Buns and cakes: Zim’s imports disease Minister Chinamasa
Finance and Economic Development Minister Patrick Chinamasa presents the 2015 National Budget in Parliament yesterday

Finance and Economic Development Minister Patrick Chinamasa presents the 2015 National Budget in Parliament

Prosper Ndlovu Business Editor—
FINANCE and Economic Development Minister Patrick Chinamasa was at pains on Thursday while explaining the negative impact imports continue to inflict on the economy. Presenting his 2015 budget statement, the minister could not hide his shock at the fact that Zimbabweans were spending millions of dollars importing chicken cuts and offals, cakes, mineral water, dough, buns and sweet biscuits – for resell.

Chinamasa is struggling to get his head around Zimbabweans’ love affair with imports, when the same products are available in abundance at home from local producers.

The minister reported that total imports for the first 10 months of 2014 stood at $5,3 billion, while export receipts only amounted to $2,4 billion.

“Merchandise imports, excluding fuel and electricity, and services account for approximately 60 percent of the country’s import bill, indicating the country’s heavy reliance on imported goods and services that can be easily produced locally,” he said.

Busisa Moyo, the chief executive officer of the United Refineries Limited and president of the Matabeleland Chamber of Industries said the habit of importing has become a cultural issue that Zimbabweans need to unlearn to save the economy.

“People need to understand the impact of their decisions on the economy. The $3 billion we export every year through imports could be used to beef up domestic business,” he said.

“If we’ve people taking billions of dollars out of the country to bring finished goods home, it’s a problem. This activity is costing the country.”

Moyo said Zimbabweans should discard the perception that anything foreign was better and good.

“That’s our greatest enemy, and we’ve to deal with it. Such perceptions are temporary and our people need to change their mindsets and understand they also have a role to play in promoting the economy at home.”

Moyo said the government and the private sector should play their part by facilitating inclusivity in the mainstream economy, which would absorb cross-border traders.

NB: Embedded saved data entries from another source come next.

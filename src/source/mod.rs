pub mod http;

use async_trait::async_trait;
use chrono::{DateTime, Utc};
use thiserror::Error;

use crate::domain::ExtractedItem;

pub use http::HttpMessageSource;

/// One message as the store returns it, before filtering.
#[derive(Debug, Clone)]
pub struct RawMessage {
    pub id: String,
    pub author_id: String,
    pub author_name: String,
    pub is_automated: bool,
    pub content: String,
    pub timestamp: DateTime<Utc>,
}

impl From<RawMessage> for ExtractedItem {
    fn from(raw: RawMessage) -> Self {
        Self {
            message_id: raw.id,
            author_id: raw.author_id,
            author_name: raw.author_name,
            content: raw.content,
            created_at: raw.timestamp,
        }
    }
}

#[derive(Debug, Error)]
pub enum SourceError {
    #[error("message store request failed: {0}")]
    Transport(#[from] reqwest::Error),
    #[error("message store returned {status}: {body}")]
    Status { status: u16, body: String },
}

/// A paginated, newest-first message history.
#[async_trait]
pub trait MessageSource: Send + Sync {
    /// Returns up to `limit` messages strictly older than `before`, newest
    /// first. An empty page means the history is exhausted.
    async fn fetch_page(
        &self,
        channel_id: &str,
        before: Option<&str>,
        limit: u8,
    ) -> Result<Vec<RawMessage>, SourceError>;

    async fn resolve_guild(&self, _channel_id: &str) -> Result<Option<String>, SourceError> {
        Ok(None)
    }
}
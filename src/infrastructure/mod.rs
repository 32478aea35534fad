pub mod directories;
pub mod instance_guard;
pub mod logging;
pub mod notifier;
pub mod shutdown;
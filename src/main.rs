mod app;
mod config;
mod db;
mod domain;
mod infrastructure;
mod source;
mod tasks;
mod telegram;

use anyhow::Result;
use infrastructure::{directories, instance_guard::InstanceGuard, logging, shutdown};

#[tokio::main]
async fn main() -> Result<()> {
    dotenvy::dotenv().ok();

    let config = config::load_config()?;
    let paths = directories::ensure_directories(&config.directories)?;
    logging::init_tracing(&config, &paths)?;

    let _guard = InstanceGuard::acquire(&paths)?;

    let (shutdown, _) = shutdown::Shutdown::new();
    shutdown::install_signal_handlers(shutdown.clone());

    let app = app::ArchiverApp::initialize(config, paths, shutdown.clone()).await?;
    app.run().await
}
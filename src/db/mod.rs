use std::{path::Path, str::FromStr, time::Duration};

use anyhow::Result;
use sqlx::{
    query,
    sqlite::{SqliteConnectOptions, SqliteJournalMode, SqlitePool, SqlitePoolOptions},
};

pub mod archives;

pub use archives::{ArchiveRepository, ArchiveStore, StoreError};

pub async fn init_pool(db_path: &Path) -> Result<SqlitePool> {
    let options = SqliteConnectOptions::from_str(&format!("sqlite://{}", db_path.display()))?
        .create_if_missing(true)
        .busy_timeout(Duration::from_secs(5))
        .journal_mode(SqliteJournalMode::Wal)
        .foreign_keys(true);

    let pool = SqlitePoolOptions::new()
        .max_connections(5)
        .connect_with(options)
        .await?;

    init_schema(&pool).await?;
    Ok(pool)
}

pub async fn init_schema(pool: &SqlitePool) -> Result<()> {
    query(
        r#"
        CREATE TABLE IF NOT EXISTS archives (
            id INTEGER PRIMARY KEY AUTOINCREMENT,
            guild_id TEXT NOT NULL,
            channel_id TEXT NOT NULL,
            archived_at DATETIME NOT NULL,
            requested_by_id INTEGER NOT NULL,
            requested_by TEXT NOT NULL
        )
        "#,
    )
    .execute(pool)
    .await?;

    query(
        r#"
        CREATE TABLE IF NOT EXISTS archived_messages (
            archive_id INTEGER NOT NULL REFERENCES archives(id) ON DELETE CASCADE,
            position INTEGER NOT NULL,
            message_id TEXT NOT NULL,
            author_id TEXT NOT NULL,
            author_tag TEXT NOT NULL,
            content TEXT NOT NULL,
            created_at DATETIME NOT NULL,
            PRIMARY KEY (archive_id, position)
        )
        "#,
    )
    .execute(pool)
    .await?;

    Ok(())
}
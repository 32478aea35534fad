use std::path::PathBuf;

use async_trait::async_trait;
use teloxide::{
    prelude::*,
    types::{InputFile, ParseMode},
    ApiError, RequestError,
};
use thiserror::Error;

use crate::config::AppConfig;

/// A file to send alongside a notification.
#[derive(Debug, Clone)]
pub struct Attachment {
    pub path: PathBuf,
    pub file_name: String,
}

#[derive(Debug, Error)]
pub enum DeliveryError {
    #[error(transparent)]
    Telegram(#[from] RequestError),
    #[error("recipient unavailable: {0}")]
    Unavailable(String),
}

impl DeliveryError {
    /// Separates recipients that refuse bot messages from transport failures.
    fn from_direct(err: RequestError) -> Self {
        match err {
            RequestError::Api(
                api @ (ApiError::BotBlocked
                | ApiError::CantInitiateConversation
                | ApiError::UserDeactivated
                | ApiError::ChatNotFound),
            ) => DeliveryError::Unavailable(api.to_string()),
            other => DeliveryError::Telegram(other),
        }
    }
}

/// Outbound transport for job results.
#[async_trait]
pub trait Notifier: Send + Sync {
    /// Private message to the requesting user.
    async fn send_direct(
        &self,
        user: UserId,
        text: &str,
        attachment: Option<&Attachment>,
    ) -> Result<(), DeliveryError>;

    /// Post into the chat the request came from.
    async fn send_to_chat(
        &self,
        chat: ChatId,
        text: &str,
        attachment: Option<&Attachment>,
    ) -> Result<(), DeliveryError>;
}

pub struct TelegramNotifier {
    bot: Bot,
}

impl TelegramNotifier {
    pub fn new(bot: Bot) -> Self {
        Self { bot }
    }

    async fn send(
        &self,
        chat: ChatId,
        text: &str,
        attachment: Option<&Attachment>,
    ) -> Result<(), DeliveryError> {
        match attachment {
            Some(file) => {
                let document =
                    InputFile::file(file.path.clone()).file_name(file.file_name.clone());
                self.bot
                    .send_document(chat, document)
                    .caption(text)
                    .parse_mode(ParseMode::Html)
                    .await?;
            }
            None => {
                self.bot
                    .send_message(chat, text)
                    .parse_mode(ParseMode::Html)
                    .await?;
            }
        }
        Ok(())
    }
}

#[async_trait]
impl Notifier for TelegramNotifier {
    async fn send_direct(
        &self,
        user: UserId,
        text: &str,
        attachment: Option<&Attachment>,
    ) -> Result<(), DeliveryError> {
        match self.send(ChatId::from(user), text, attachment).await {
            Err(DeliveryError::Telegram(err)) => Err(DeliveryError::from_direct(err)),
            other => other,
        }
    }

    async fn send_to_chat(
        &self,
        chat: ChatId,
        text: &str,
        attachment: Option<&Attachment>,
    ) -> Result<(), DeliveryError> {
        self.send(chat, text, attachment).await
    }
}

/// Sends a message to the configured admin group, logging a warning on failure.
pub async fn notify_admin_group(bot: &Bot, config: &AppConfig, text: &str) {
    if let Some(admin_group_id) = config.admin_group_id {
        if admin_group_id == 0 {
            return;
        }
        if let Err(err) = bot
            .send_message(ChatId(admin_group_id), text)
            .parse_mode(ParseMode::Html)
            .await
        {
            tracing::warn!(
                target: "telegram",
                error = %err,
                admin_group_id,
                "failed to send admin notification"
            );
        }
    }
}

#[cfg(test)]
mod tests {
    use super::*;

    #[test]
    fn blocked_or_unreachable_users_are_unavailable() {
        for api in [
            ApiError::BotBlocked,
            ApiError::CantInitiateConversation,
            ApiError::UserDeactivated,
            ApiError::ChatNotFound,
        ] {
            let err = DeliveryError::from_direct(RequestError::Api(api));
            assert!(matches!(err, DeliveryError::Unavailable(_)), "{err}");
        }
    }

    #[test]
    fn other_failures_stay_transport_errors() {
        let err = DeliveryError::from_direct(RequestError::Api(ApiError::MessageTextIsEmpty));
        assert!(matches!(err, DeliveryError::Telegram(_)));
    }
}
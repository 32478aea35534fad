use std::time::Duration;

use thiserror::Error;

#[derive(Debug, Clone)]
pub struct AppConfig {
    pub telegram_bot_token: String,
    pub admin_group_id: Option<i64>,
    pub source: SourceConfig,
    pub directories: DirectoryConfig,
    pub logging: LoggingConfig,
    pub timezone: String,
    pub archive: ArchiveConfig,
}

#[derive(Debug, Clone)]
pub struct SourceConfig {
    pub api_base: String,
    pub api_token: String,
    pub page_size: u8,
    pub request_timeout: Duration,
}

#[derive(Debug, Clone)]
pub struct DirectoryConfig {
    pub logs_dir: String,
    pub data_dir: String,
    pub db_filename: String,
}

#[derive(Debug, Clone)]
pub struct LoggingConfig {
    pub level: String,
}

#[derive(Debug, Clone)]
pub struct ArchiveConfig {
    /// Keep records in the store after delivery instead of deleting them.
    pub retain_records: bool,
    pub retention_days: u32,
    pub purge_crons: Vec<String>,
}

#[derive(Debug, Error)]
pub enum ConfigError {
    #[error("missing required environment variable: {0}")]
    Missing(&'static str),
    #[error("invalid value for {key}: {value}")]
    Invalid { key: &'static str, value: String },
}
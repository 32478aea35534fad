use crate::domain::ExtractedItem;

/// Gathers items in any order and hands them back oldest first.
#[derive(Debug, Default)]
pub struct OrderedCollector {
    items: Vec<ExtractedItem>,
}

impl OrderedCollector {
    pub fn new() -> Self {
        Self::default()
    }

    pub fn insert(&mut self, item: ExtractedItem) {
        self.items.push(item);
    }

    pub fn len(&self) -> usize {
        self.items.len()
    }

    pub fn is_empty(&self) -> bool {
        self.items.is_empty()
    }

    pub fn drain(self) -> Vec<ExtractedItem> {
        let mut items = self.items;
        items.sort_by_key(|item| item.created_at);
        items
    }
}

impl Extend<ExtractedItem> for OrderedCollector {
    fn extend<I: IntoIterator<Item = ExtractedItem>>(&mut self, iter: I) {
        self.items.extend(iter);
    }
}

“We know that some people survive on selling things and we can’t just tell them to stop without giving them an option. We need to point them in the right direct,” he said.

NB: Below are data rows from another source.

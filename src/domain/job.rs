use chrono::{DateTime, Utc};
use teloxide::types::{ChatId, UserId};
use thiserror::Error;

/// Limit applied when the requester does not name one.
pub const DEFAULT_LIMIT: u64 = 999_999;

#[derive(Debug, Error, PartialEq, Eq)]
pub enum JobError {
    #[error("limit must be a positive number")]
    ZeroLimit,
    #[error("end date {end} must be after start date {start}")]
    InvertedWindow {
        start: DateTime<Utc>,
        end: DateTime<Utc>,
    },
    #[error("invalid channel id: {0}")]
    InvalidChannel(String),
    #[error("invalid date {0:?}, expected YYYY-MM-DD")]
    InvalidDate(String),
    #[error("invalid limit {0:?}")]
    InvalidLimit(String),
    #[error("unknown option {0:?}")]
    UnknownOption(String),
}

#[derive(Debug, Clone, Copy, Default, PartialEq, Eq)]
pub struct DateWindow {
    pub start: Option<DateTime<Utc>>,
    pub end: Option<DateTime<Utc>>,
}

impl DateWindow {
    pub fn new(start: Option<DateTime<Utc>>, end: Option<DateTime<Utc>>) -> Result<Self, JobError> {
        if let (Some(start), Some(end)) = (start, end) {
            if end <= start {
                return Err(JobError::InvertedWindow { start, end });
            }
        }
        Ok(Self { start, end })
    }

    /// Whole days between start and end, counting an open end as `now`.
    pub fn whole_days(&self, now: DateTime<Utc>) -> Option<u64> {
        let start = self.start?;
        let end = self.end.unwrap_or(now);
        Some(u64::try_from((end - start).num_days()).unwrap_or(0))
    }
}

#[derive(Debug, Clone, PartialEq, Eq)]
pub struct Requester {
    pub user_id: UserId,
    pub display: String,
}

/// A queued request to extract one channel's messages.
///
/// Built once by the command boundary and never mutated afterwards; the
/// dispatcher consumes it exactly once.
#[derive(Debug, Clone)]
pub struct Job {
    pub guild_id: String,
    pub channel_id: String,
    pub weight: u64,
    pub limit: u64,
    pub window: DateWindow,
    pub requester: Requester,
    pub reply_to: ChatId,
    pub requested_at: DateTime<Utc>,
}

impl Job {
    pub fn new(
        guild_id: String,
        channel_id: String,
        limit: u64,
        window: DateWindow,
        requester: Requester,
        reply_to: ChatId,
        now: DateTime<Utc>,
    ) -> Result<Self, JobError> {
        if limit == 0 {
            return Err(JobError::ZeroLimit);
        }
        Ok(Self {
            guild_id,
            channel_id,
            weight: compute_weight(limit, &window, now),
            limit,
            window,
            requester,
            reply_to,
            requested_at: now,
        })
    }
}

/// Scheduling cost: the day span of the window, capped by the limit.
pub fn compute_weight(limit: u64, window: &DateWindow, now: DateTime<Utc>) -> u64 {
    match window.whole_days(now) {
        Some(days) => days.min(limit),
        None => limit,
    }
}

“We need to integrate economic players and I’m happy the Finance Minister highlighted that. We need to engage SMEs and cross-border traders to purchase goods from local companies under special arrangements. This will create an inclusive economic expansion,” he said.

The mining sector is the major export earner, accounting for 52 percent of mainly raw mineral exports followed by agriculture, mainly tobacco and horticulture, which accounts for 21 percent.

Exports from manufacturing remain subdued at 13 percent while other services such as transport and tourism make up 11 percent.

Said Chinamasa: “The disproportionate gap between the country’s exports and imports has inevitably culminated in a trade deficit of $2,9 billion for the period to October 2014.”

He said government was reviewing its import regime to curb the influx of imports and protect local industries.

The minister projected that merchandise imports would jump to $6,6 billion next year compared to the anticipated $6,5 billion by end of this year.

“The proposed increase in imports of 1,9 percent in 2015 will be driven by the continued depreciation of the South African Rand against the US dollar,” said Chinamasa.

He also projected exports would grow by five percent to $3,8 billion next year, driven mainly by flue-cured tobacco (3,4 percent), raw sugar (4,7 percent), gold (4 percent) and ferrochrome (1,4 percent).

“Concomitantly, the trade deficit is projected to narrow by two percent to $2,828 billion, as growth in exports exceeds that of imports,” said Chinamasa.